◆ Your instructions
Print out each record, keeping it identical to the original.

········

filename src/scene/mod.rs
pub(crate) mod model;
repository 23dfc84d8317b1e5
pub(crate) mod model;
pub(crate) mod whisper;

········

◆ Written response
filename src/scene/mod.rs
pub(crate) mod model;
repository 23dfc84d8317b1e5
pub(crate) mod model;
pub(crate) mod whisper;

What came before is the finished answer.